§ **Exercise prompt**
Scan the entries below for the word "SearchArgs". Copy out every line in which it occurs.
BEGIN
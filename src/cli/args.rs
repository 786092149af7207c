//! Command-line argument definitions for the yard processor
//!
//! This module defines the complete CLI interface using clap derive API.

use crate::app::services::yard_stats::IsoFilter;
use crate::{Error, Result};
use clap::{Parser, Subcommand, ValueEnum};
use std::path::{Path, PathBuf};

/// CLI arguments for the container yard processor
///
/// Reads container-yard position spreadsheets (CSV, JSON or Excel) and reports
/// container records, per-block occupancy and per-vessel counts.
#[derive(Debug, Clone, Parser)]
#[command(
    name = "yard-processor",
    version,
    about = "Parse container-yard position spreadsheets and report block occupancy",
    long_about = "Reads container-yard position uploads in CSV, JSON or Excel form, decodes each row's \
                  location into block, bay, row and tier, expands 40ft containers into their two \
                  bay slots and reports per-block TEU statistics, per-vessel counts and searches. \
                  Parsed uploads can be stored as snapshots and reused by later commands."
)]
pub struct Args {
    #[command(subcommand)]
    pub command: Option<Commands>,

    /// Path to configuration file
    ///
    /// TOML configuration file with the yard layout and extra column aliases.
    /// If not specified, looks for <config dir>/yard-processor/config.toml
    #[arg(
        short = 'c',
        long = "config",
        value_name = "FILE",
        global = true,
        help = "Path to configuration file (TOML format)"
    )]
    pub config_file: Option<PathBuf>,

    /// Logging verbosity level
    #[arg(
        short = 'v',
        long = "verbose",
        action = clap::ArgAction::Count,
        global = true,
        help = "Increase logging verbosity (-v: info, -vv: debug, -vvv: trace)"
    )]
    pub verbose: u8,

    /// Suppress output (quiet mode)
    ///
    /// Only show errors. Overrides verbose settings.
    #[arg(
        short = 'q',
        long = "quiet",
        global = true,
        help = "Suppress log output except errors",
        conflicts_with = "verbose"
    )]
    pub quiet: bool,
}

/// Available subcommands for the yard processor
#[derive(Debug, Clone, Subcommand)]
pub enum Commands {
    /// Parse an upload and report containers and skipped rows
    Parse(ParseArgs),
    /// Per-block TEU statistics
    Stats(StatsArgs),
    /// Per-block, per-vessel container counts
    Vessels(VesselsArgs),
    /// Find containers by id fragment or exact location
    Search(SearchArgs),
}

/// Arguments for the parse command
#[derive(Debug, Clone, Parser)]
pub struct ParseArgs {
    /// Upload to parse (.csv, .json or .xlsx)
    #[arg(value_name = "INPUT")]
    pub input: PathBuf,

    /// Store the parsed upload as a snapshot
    #[arg(long = "save", help = "Store the parse result in the snapshot store")]
    pub save: bool,

    #[arg(
        long = "format",
        value_enum,
        default_value = "human",
        help = "Output format for results"
    )]
    pub format: OutputFormat,
}

/// Arguments for the stats command
#[derive(Debug, Clone, Parser)]
pub struct StatsArgs {
    /// Upload to analyse; the latest stored snapshot when omitted
    #[arg(value_name = "INPUT")]
    pub input: Option<PathBuf>,

    /// ISO type filter
    #[arg(
        long = "iso",
        value_name = "TYPE",
        default_value = "all",
        help = "Only count containers of this ISO type (all, dry, reefer)"
    )]
    pub iso: IsoFilter,

    #[arg(
        long = "format",
        value_enum,
        default_value = "human",
        help = "Output format for results"
    )]
    pub format: OutputFormat,
}

/// Arguments for the vessels command
#[derive(Debug, Clone, Parser)]
pub struct VesselsArgs {
    /// Upload to analyse; the latest stored snapshot when omitted
    #[arg(value_name = "INPUT")]
    pub input: Option<PathBuf>,

    #[arg(
        long = "format",
        value_enum,
        default_value = "human",
        help = "Output format for results"
    )]
    pub format: OutputFormat,
}

/// Arguments for the search command
#[derive(Debug, Clone, Parser)]
pub struct SearchArgs {
    /// Container id fragment or location (`A2-21-05-1` or `A221051`)
    #[arg(value_name = "QUERY")]
    pub query: String,

    /// Upload to search; the latest stored snapshot when omitted
    #[arg(value_name = "INPUT")]
    pub input: Option<PathBuf>,

    #[arg(
        long = "format",
        value_enum,
        default_value = "human",
        help = "Output format for results"
    )]
    pub format: OutputFormat,
}

/// Output format options
#[derive(Debug, Clone, Copy, PartialEq, Eq, ValueEnum)]
pub enum OutputFormat {
    /// Human-readable output
    Human,
    /// JSON format for scripting
    Json,
}

impl Commands {
    /// Upload path named on the command line, if any
    pub fn input(&self) -> Option<&Path> {
        match self {
            Commands::Parse(args) => Some(args.input.as_path()),
            Commands::Stats(args) => args.input.as_deref(),
            Commands::Vessels(args) => args.input.as_deref(),
            Commands::Search(args) => args.input.as_deref(),
        }
    }
}

impl Args {
    /// Validate argument combinations and paths
    pub fn validate(&self) -> Result<()> {
        if let Some(input) = self.command.as_ref().and_then(Commands::input) {
            if !input.is_file() {
                return Err(Error::configuration(format!(
                    "Input file does not exist: {}",
                    input.display()
                )));
            }
        }

        if let Some(config_file) = &self.config_file {
            if !config_file.exists() {
                return Err(Error::configuration(format!(
                    "Config file does not exist: {}",
                    config_file.display()
                )));
            }
        }

        if let Some(Commands::Search(args)) = &self.command {
            if args.query.trim().is_empty() {
                return Err(Error::data_validation("Search query cannot be empty"));
            }
        }

        Ok(())
    }

    /// Log level implied by `--quiet` and `-v`, if either was given
    pub fn log_level_override(&self) -> Option<&'static str> {
        if self.quiet {
            return Some("error");
        }
        match self.verbose {
            0 => None,
            1 => Some("info"),
            2 => Some("debug"),
            _ => Some("trace"),
        }
    }
}

#[cfg(test)]
mod tests {
    use super::*;
    use std::io::Write;
    use tempfile::NamedTempFile;

    fn parse(argv: &[&str]) -> Args {
        Args::try_parse_from(argv).unwrap()
    }

    #[test]
    fn test_parse_command() {
        let args = parse(&["yard-processor", "parse", "yard.csv", "--save", "--format", "json"]);

        match args.command {
            Some(Commands::Parse(parse_args)) => {
                assert_eq!(parse_args.input, PathBuf::from("yard.csv"));
                assert!(parse_args.save);
                assert_eq!(parse_args.format, OutputFormat::Json);
            }
            other => panic!("unexpected command: {:?}", other),
        }
    }

    #[test]
    fn test_stats_iso_filter() {
        let args = parse(&["yard-processor", "stats", "--iso", "reefer"]);

        match args.command {
            Some(Commands::Stats(stats_args)) => {
                assert_eq!(stats_args.iso, IsoFilter::Reefer);
                assert!(stats_args.input.is_none());
            }
            other => panic!("unexpected command: {:?}", other),
        }

        assert!(Args::try_parse_from(["yard-processor", "stats", "--iso", "frozen"]).is_err());
    }

    #[test]
    fn test_search_query_before_optional_input() {
        let args = parse(&["yard-processor", "search", "A2-21-05-1", "yard.json"]);

        match args.command {
            Some(Commands::Search(search_args)) => {
                assert_eq!(search_args.query, "A2-21-05-1");
                assert_eq!(search_args.input, Some(PathBuf::from("yard.json")));
            }
            other => panic!("unexpected command: {:?}", other),
        }
    }

    #[test]
    fn test_global_flags_after_subcommand() {
        let args = parse(&["yard-processor", "vessels", "-vv"]);
        assert_eq!(args.log_level_override(), Some("debug"));

        let args = parse(&["yard-processor", "-q", "vessels"]);
        assert_eq!(args.log_level_override(), Some("error"));

        let args = parse(&["yard-processor", "vessels"]);
        assert_eq!(args.log_level_override(), None);
    }

    #[test]
    fn test_quiet_conflicts_with_verbose() {
        assert!(Args::try_parse_from(["yard-processor", "-q", "-v", "vessels"]).is_err());
    }

    #[test]
    fn test_validate_paths() {
        let args = parse(&["yard-processor", "parse", "/nonexistent/yard.csv"]);
        assert!(args.validate().is_err());

        let mut file = NamedTempFile::new().unwrap();
        writeln!(file, "location").unwrap();
        let path = file.path().to_str().unwrap().to_string();
        let args = parse(&["yard-processor", "parse", &path]);
        assert!(args.validate().is_ok());

        let args = parse(&["yard-processor", "-c", "/nonexistent/config.toml", "vessels"]);
        assert!(args.validate().is_err());
    }

    #[test]
    fn test_validate_rejects_blank_query() {
        let args = parse(&["yard-processor", "search", "  "]);
        assert!(args.validate().is_err());
    }
}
END
§ **Answer section**
    Search(SearchArgs),
pub struct SearchArgs {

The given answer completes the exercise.